_Problem description:_ Once the line containing "assert_eq!(reader.read_u8().unwrap(), 9);" is found, copy it and each subsequent line exactly. Stop at the end of the records below.

Records for the task Start Marker

//! 读写器集成测试
//!
//! 测试场景：
//! - BinaryWriter 写入文件后由 BinaryReader 从文件读回
//! - StreamWriter 逐条写入大文件，读取端校验每一条记录
//! - 通过自定义 FileSystem 实现注入文件系统访问

use std::cell::RefCell;
use std::fs::File;
use std::io::Write;
use std::path::{Path, PathBuf};
use std::sync::atomic::{AtomicBool, Ordering};
use std::sync::Arc;

use binio::{
    BinError, BinaryReader, BinaryWriter, DefaultFileSystem, ExistenceCheck, FileSystem,
    HandleSource, SeekOrigin, StreamWriter, TextEncoding, TypedWrite,
};
use tempfile::TempDir;

/// 记录调用情况的文件系统实现
#[derive(Default)]
struct RecordingFileSystem {
    inner: DefaultFileSystem,
    calls: RefCell<Vec<String>>,
}

impl RecordingFileSystem {
    fn record(&self, call: &str, path: &Path) {
        let name = path.file_name().and_then(|s| s.to_str()).unwrap_or_default();
        self.calls.borrow_mut().push(format!("{}:{}", call, name));
    }

    fn calls(&self) -> Vec<String> {
        self.calls.borrow().clone()
    }
}

impl FileSystem for RecordingFileSystem {
    fn exists(&self, path: &Path) -> bool {
        self.record("exists", path);
        self.inner.exists(path)
    }

    fn open_for_read(&self, path: &Path) -> binio::Result<HandleSource> {
        self.record("open", path);
        self.inner.open_for_read(path)
    }

    fn size_of(&self, path: &Path) -> binio::Result<u64> {
        self.record("size", path);
        self.inner.size_of(path)
    }

    fn delete_if_exists(&self, path: &Path) -> binio::Result<()> {
        self.record("delete", path);
        self.inner.delete_if_exists(path)
    }

    fn create_writable_stream(&self, path: &Path) -> binio::Result<Box<dyn Write + Send>> {
        self.record("create", path);
        self.inner.create_writable_stream(path)
    }

    fn write_whole_file(&self, path: &Path, data: &[u8], replace: bool) -> binio::Result<()> {
        self.record("write", path);
        self.inner.write_whole_file(path, data, replace)
    }
}

/// 由开关决定文件是否"存在"的文件系统实现
struct SwitchableFileSystem {
    inner: DefaultFileSystem,
    present: Arc<AtomicBool>,
}

impl SwitchableFileSystem {
    fn new() -> Self {
        Self {
            inner: DefaultFileSystem,
            present: Arc::new(AtomicBool::new(true)),
        }
    }
}

impl FileSystem for SwitchableFileSystem {
    fn exists(&self, _path: &Path) -> bool {
        self.present.load(Ordering::SeqCst)
    }

    fn open_for_read(&self, path: &Path) -> binio::Result<HandleSource> {
        if !self.exists(path) {
            return Err(BinError::NotFound(path.to_path_buf()));
        }
        let file = File::open(path)?;
        let length = file.metadata()?.len();
        let present = Arc::clone(&self.present);
        let check = ExistenceCheck::new(move |_: &Path| present.load(Ordering::SeqCst));
        Ok(HandleSource::new(path.to_path_buf(), file, length, check))
    }

    fn size_of(&self, path: &Path) -> binio::Result<u64> {
        self.inner.size_of(path)
    }

    fn delete_if_exists(&self, path: &Path) -> binio::Result<()> {
        self.inner.delete_if_exists(path)
    }

    fn create_writable_stream(&self, path: &Path) -> binio::Result<Box<dyn Write + Send>> {
        self.inner.create_writable_stream(path)
    }

    fn write_whole_file(&self, path: &Path, data: &[u8], replace: bool) -> binio::Result<()> {
        self.inner.write_whole_file(path, data, replace)
    }
}

fn temp_file(dir: &TempDir, name: &str) -> PathBuf {
    dir.path().join(name)
}

#[test]
fn test_header_roundtrip_through_file() {
    let temp_dir = TempDir::new().unwrap();
    let path = temp_file(&temp_dir, "header.bin");

    let mut writer = BinaryWriter::new();
    writer.write_ascii("BINF", None).unwrap();
    writer.write_u16_be(2).unwrap();
    writer.write_u8(0b1010_0001).unwrap();
    writer.write_utf8("名称", Some(8)).unwrap();
    writer.write_cstring("comment", TextEncoding::Latin1).unwrap();
    writer.write_i64_le(-42).unwrap();
    writer.write_to_file(&path, false).unwrap();

    let mut reader = BinaryReader::open(&path).unwrap();
    assert_eq!(reader.read_ascii(4).unwrap(), "BINF");
    assert_eq!(reader.read_u16_be().unwrap(), 2);
    assert_eq!(reader.read_bit_string().unwrap(), "10100001");
    assert_eq!(reader.read_utf8(8).unwrap(), "名称");
    assert_eq!(reader.read_cstring(TextEncoding::Latin1).unwrap(), "comment");
    assert_eq!(reader.read_i64_le().unwrap(), -42);
    assert_eq!(reader.remaining(), 0);
}

#[test]
fn test_stream_writer_records_read_back() {
    let temp_dir = TempDir::new().unwrap();
    let path = temp_file(&temp_dir, "records.bin");

    let mut writer = StreamWriter::create(&path).unwrap();
    for i in 0..1000u32 {
        writer.write_u32_le(i).unwrap();
        writer.write_f32_be(i as f64 * 0.5).unwrap();
    }
    writer.close().unwrap();
    assert_eq!(writer.len(), 8000);

    let mut reader = BinaryReader::open(&path).unwrap();
    assert_eq!(reader.len(), 8000);

    for i in 0..1000u32 {
        assert_eq!(reader.read_u32_le().unwrap(), i);
        assert_eq!(reader.read_f32_be().unwrap(), i as f32 * 0.5);
    }

    // 随机访问第 500 条记录
    reader.seek(500 * 8, SeekOrigin::Start).unwrap();
    assert_eq!(reader.read_u32_le().unwrap(), 500);
}

#[test]
fn test_injected_filesystem_is_used() {
    let temp_dir = TempDir::new().unwrap();
    let path = temp_file(&temp_dir, "injected.bin");
    let fs = RecordingFileSystem::default();

    let mut writer = StreamWriter::create_with(&fs, &path, true).unwrap();
    writer.write_u8(7).unwrap();
    writer.close().unwrap();

    let mut reader = BinaryReader::open_with(&fs, &path).unwrap();
    assert_eq!(reader.read_u8().unwrap(), 7);
    reader.close();

    let mut buffered = BinaryWriter::new();
    buffered.write_u8(8).unwrap();
    buffered.write_to_file_with(&fs, &path, true).unwrap();

    assert_eq!(
        fs.calls(),
        vec![
            "exists:injected.bin",
            "create:injected.bin",
            "open:injected.bin",
            "write:injected.bin",
        ]
    );
    assert_eq!(fs.size_of(&path).unwrap(), 1);
}

#[test]
fn test_stream_writer_replaces_existing_file() {
    let temp_dir = TempDir::new().unwrap();
    let path = temp_file(&temp_dir, "replace.bin");
    let fs = RecordingFileSystem::default();
    std::fs::write(&path, vec![0xAA; 16]).unwrap();

    let mut writer = StreamWriter::create_with(&fs, &path, true).unwrap();
    writer.write_u16_le(1).unwrap();
    drop(writer);

    assert_eq!(
        fs.calls(),
        vec!["exists:replace.bin", "delete:replace.bin", "create:replace.bin"]
    );
    assert_eq!(std::fs::read(&path).unwrap(), vec![1, 0]);
}

#[test]
fn test_existence_conflicts() {
    let temp_dir = TempDir::new().unwrap();
    let path = temp_file(&temp_dir, "conflict.bin");
    std::fs::write(&path, b"keep").unwrap();

    let writer = BinaryWriter::new();
    assert!(matches!(writer.write_to_file(&path, false), Err(BinError::AlreadyExists(_))));
    assert!(matches!(
        StreamWriter::create_with(&DefaultFileSystem, &path, false),
        Err(BinError::AlreadyExists(_))
    ));
    assert_eq!(std::fs::read(&path).unwrap(), b"keep");
}

#[test]
fn test_reader_scoped_release() {
    let temp_dir = TempDir::new().unwrap();
    let path = temp_file(&temp_dir, "scoped.bin");
    std::fs::write(&path, [5u8, 6]).unwrap();

    let first = {
        let mut reader = BinaryReader::open(&path).unwrap();
        reader.read_u8().unwrap()
    };
    assert_eq!(first, 5);

    // 读取器释放后文件可以被删除和重建
    std::fs::remove_file(&path).unwrap();
    let mut writer = StreamWriter::create_with(&DefaultFileSystem, &path, false).unwrap();
    writer.write_u8(9).unwrap();
    writer.close().unwrap();

    let mut reader = BinaryReader::open(&path).unwrap();
    assert_eq!(reader.read_u8().unwrap(), 9);
}

#[test]
fn test_reader_asks_injected_filesystem_for_existence() {
    let temp_dir = TempDir::new().unwrap();
    let path = temp_file(&temp_dir, "switch.bin");
    std::fs::write(&path, [1u8, 2, 3]).unwrap();
    let fs = SwitchableFileSystem::new();

    let mut reader = BinaryReader::open_with(&fs, &path).unwrap();
    assert_eq!(reader.read_u8().unwrap(), 1);

    // 磁盘上的文件仍在，但注入的文件系统报告它已消失
    fs.present.store(false, Ordering::SeqCst);
    assert!(path.is_file());
    assert!(!reader.exists());
    assert!(matches!(reader.read_u8(), Err(BinError::NotFound(_))));
    assert_eq!(reader.tell(), 1);

    fs.present.store(true, Ordering::SeqCst);
    assert!(reader.exists());
    assert_eq!(reader.read_u8().unwrap(), 2);
}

Records for the task End Marker

_Your solution:_
    assert_eq!(reader.read_u8().unwrap(), 9);
}

#[test]
fn test_reader_asks_injected_filesystem_for_existence() {
    let temp_dir = TempDir::new().unwrap();
    let path = temp_file(&temp_dir, "switch.bin");
    std::fs::write(&path, [1u8, 2, 3]).unwrap();
    let fs = SwitchableFileSystem::new();

    let mut reader = BinaryReader::open_with(&fs, &path).unwrap();
    assert_eq!(reader.read_u8().unwrap(), 1);

    // 磁盘上的文件仍在，但注入的文件系统报告它已消失
    fs.present.store(false, Ordering::SeqCst);
    assert!(path.is_file());
    assert!(!reader.exists());
    assert!(matches!(reader.read_u8(), Err(BinError::NotFound(_))));
    assert_eq!(reader.tell(), 1);

    fs.present.store(true, Ordering::SeqCst);
    assert!(reader.exists());
    assert_eq!(reader.read_u8().unwrap(), 2);
}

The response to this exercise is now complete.